■ **Work item**: Report back each line of the data that contains the word "rename".

[Extracted records]
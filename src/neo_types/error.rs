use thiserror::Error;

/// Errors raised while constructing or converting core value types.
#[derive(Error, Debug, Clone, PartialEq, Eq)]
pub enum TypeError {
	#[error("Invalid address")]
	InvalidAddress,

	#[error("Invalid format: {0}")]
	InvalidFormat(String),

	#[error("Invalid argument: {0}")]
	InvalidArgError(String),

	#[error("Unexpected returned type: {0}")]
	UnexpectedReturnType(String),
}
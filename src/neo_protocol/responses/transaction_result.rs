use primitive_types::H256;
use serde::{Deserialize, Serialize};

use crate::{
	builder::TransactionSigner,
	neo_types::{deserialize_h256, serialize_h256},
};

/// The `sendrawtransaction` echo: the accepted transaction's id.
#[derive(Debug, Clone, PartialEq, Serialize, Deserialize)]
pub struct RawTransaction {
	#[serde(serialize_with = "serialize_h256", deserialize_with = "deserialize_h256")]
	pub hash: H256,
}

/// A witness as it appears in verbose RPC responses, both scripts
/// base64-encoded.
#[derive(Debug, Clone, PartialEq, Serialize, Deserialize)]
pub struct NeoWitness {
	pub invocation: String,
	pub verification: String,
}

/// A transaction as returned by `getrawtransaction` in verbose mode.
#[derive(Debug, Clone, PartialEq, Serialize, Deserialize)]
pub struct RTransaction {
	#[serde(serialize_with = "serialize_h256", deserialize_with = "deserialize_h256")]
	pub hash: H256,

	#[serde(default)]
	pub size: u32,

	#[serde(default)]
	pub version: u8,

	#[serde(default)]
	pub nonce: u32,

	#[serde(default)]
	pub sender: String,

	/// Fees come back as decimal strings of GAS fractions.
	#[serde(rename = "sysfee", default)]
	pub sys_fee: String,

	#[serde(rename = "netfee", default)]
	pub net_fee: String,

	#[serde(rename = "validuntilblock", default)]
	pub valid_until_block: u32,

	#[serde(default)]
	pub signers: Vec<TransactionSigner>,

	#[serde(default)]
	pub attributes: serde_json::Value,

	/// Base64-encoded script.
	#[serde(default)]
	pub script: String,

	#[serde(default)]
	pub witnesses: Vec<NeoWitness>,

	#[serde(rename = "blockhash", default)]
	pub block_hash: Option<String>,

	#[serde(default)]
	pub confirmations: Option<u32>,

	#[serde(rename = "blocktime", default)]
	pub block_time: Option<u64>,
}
...
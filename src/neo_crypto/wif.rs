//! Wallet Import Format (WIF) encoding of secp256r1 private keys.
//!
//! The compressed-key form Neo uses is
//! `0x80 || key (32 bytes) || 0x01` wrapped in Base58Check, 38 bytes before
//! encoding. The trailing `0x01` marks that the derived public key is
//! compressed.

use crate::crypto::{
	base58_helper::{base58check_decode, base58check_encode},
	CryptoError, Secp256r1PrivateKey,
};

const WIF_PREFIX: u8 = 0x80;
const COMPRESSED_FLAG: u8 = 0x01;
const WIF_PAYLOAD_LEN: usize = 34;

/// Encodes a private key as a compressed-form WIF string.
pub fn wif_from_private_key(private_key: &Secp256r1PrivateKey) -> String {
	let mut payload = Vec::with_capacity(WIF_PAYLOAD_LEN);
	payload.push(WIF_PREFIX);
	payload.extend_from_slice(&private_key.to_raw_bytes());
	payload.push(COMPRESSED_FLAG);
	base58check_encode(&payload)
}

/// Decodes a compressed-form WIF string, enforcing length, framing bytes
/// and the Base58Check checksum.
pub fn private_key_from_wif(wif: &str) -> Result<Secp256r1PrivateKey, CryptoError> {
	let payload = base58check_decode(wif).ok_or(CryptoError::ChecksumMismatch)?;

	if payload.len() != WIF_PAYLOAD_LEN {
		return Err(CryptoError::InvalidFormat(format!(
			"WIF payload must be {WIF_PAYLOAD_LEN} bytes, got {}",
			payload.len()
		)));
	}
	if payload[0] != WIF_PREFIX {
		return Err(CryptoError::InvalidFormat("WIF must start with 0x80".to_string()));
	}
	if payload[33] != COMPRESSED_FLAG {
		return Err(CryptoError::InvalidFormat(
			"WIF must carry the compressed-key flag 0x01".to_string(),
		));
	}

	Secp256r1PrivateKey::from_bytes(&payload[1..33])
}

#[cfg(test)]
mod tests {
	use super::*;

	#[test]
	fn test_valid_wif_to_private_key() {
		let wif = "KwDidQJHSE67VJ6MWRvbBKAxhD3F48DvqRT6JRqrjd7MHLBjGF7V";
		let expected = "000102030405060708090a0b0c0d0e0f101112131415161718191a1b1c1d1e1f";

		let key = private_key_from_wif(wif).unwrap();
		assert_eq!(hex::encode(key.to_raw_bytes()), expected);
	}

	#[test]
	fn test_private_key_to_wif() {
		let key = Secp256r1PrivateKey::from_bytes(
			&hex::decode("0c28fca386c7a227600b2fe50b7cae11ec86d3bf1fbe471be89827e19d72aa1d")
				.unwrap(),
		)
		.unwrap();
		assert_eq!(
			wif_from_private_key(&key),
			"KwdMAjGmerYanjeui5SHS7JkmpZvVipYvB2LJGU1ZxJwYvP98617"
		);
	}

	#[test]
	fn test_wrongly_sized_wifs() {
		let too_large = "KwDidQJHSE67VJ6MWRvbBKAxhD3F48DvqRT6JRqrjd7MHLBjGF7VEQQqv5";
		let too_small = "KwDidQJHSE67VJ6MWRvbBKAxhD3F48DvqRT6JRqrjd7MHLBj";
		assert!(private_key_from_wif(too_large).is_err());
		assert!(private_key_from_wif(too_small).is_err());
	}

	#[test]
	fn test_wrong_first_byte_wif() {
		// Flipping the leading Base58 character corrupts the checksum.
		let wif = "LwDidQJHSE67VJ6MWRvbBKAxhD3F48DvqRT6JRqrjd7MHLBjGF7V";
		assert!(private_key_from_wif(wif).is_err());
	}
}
==
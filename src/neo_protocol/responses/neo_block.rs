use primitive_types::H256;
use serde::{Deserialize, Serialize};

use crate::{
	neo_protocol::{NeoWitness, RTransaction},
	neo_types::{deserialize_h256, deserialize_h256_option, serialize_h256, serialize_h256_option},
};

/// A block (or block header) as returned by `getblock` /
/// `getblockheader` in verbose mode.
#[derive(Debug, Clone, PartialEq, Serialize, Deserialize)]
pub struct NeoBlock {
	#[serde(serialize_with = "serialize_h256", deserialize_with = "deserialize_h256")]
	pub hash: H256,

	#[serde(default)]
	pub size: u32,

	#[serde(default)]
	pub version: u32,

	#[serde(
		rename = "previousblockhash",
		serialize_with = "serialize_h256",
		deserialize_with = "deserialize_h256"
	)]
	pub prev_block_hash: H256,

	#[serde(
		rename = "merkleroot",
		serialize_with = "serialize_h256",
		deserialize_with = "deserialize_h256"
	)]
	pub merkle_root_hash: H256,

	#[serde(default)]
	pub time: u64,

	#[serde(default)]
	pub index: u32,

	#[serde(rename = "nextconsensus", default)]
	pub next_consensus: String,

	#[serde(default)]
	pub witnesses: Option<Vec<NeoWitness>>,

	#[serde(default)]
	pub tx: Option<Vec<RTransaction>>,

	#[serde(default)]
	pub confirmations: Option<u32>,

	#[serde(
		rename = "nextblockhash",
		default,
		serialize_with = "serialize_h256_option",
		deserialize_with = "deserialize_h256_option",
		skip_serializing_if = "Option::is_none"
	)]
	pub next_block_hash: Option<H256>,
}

■ **Written answer**:
	#[serde(rename = "sysfee", default)]
	#[serde(rename = "netfee", default)]
	#[serde(rename = "validuntilblock", default)]
	#[serde(rename = "blockhash", default)]
	#[serde(rename = "blocktime", default)]
		rename = "previousblockhash",
		rename = "merkleroot",
	#[serde(rename = "nextconsensus", default)]
		rename = "nextblockhash",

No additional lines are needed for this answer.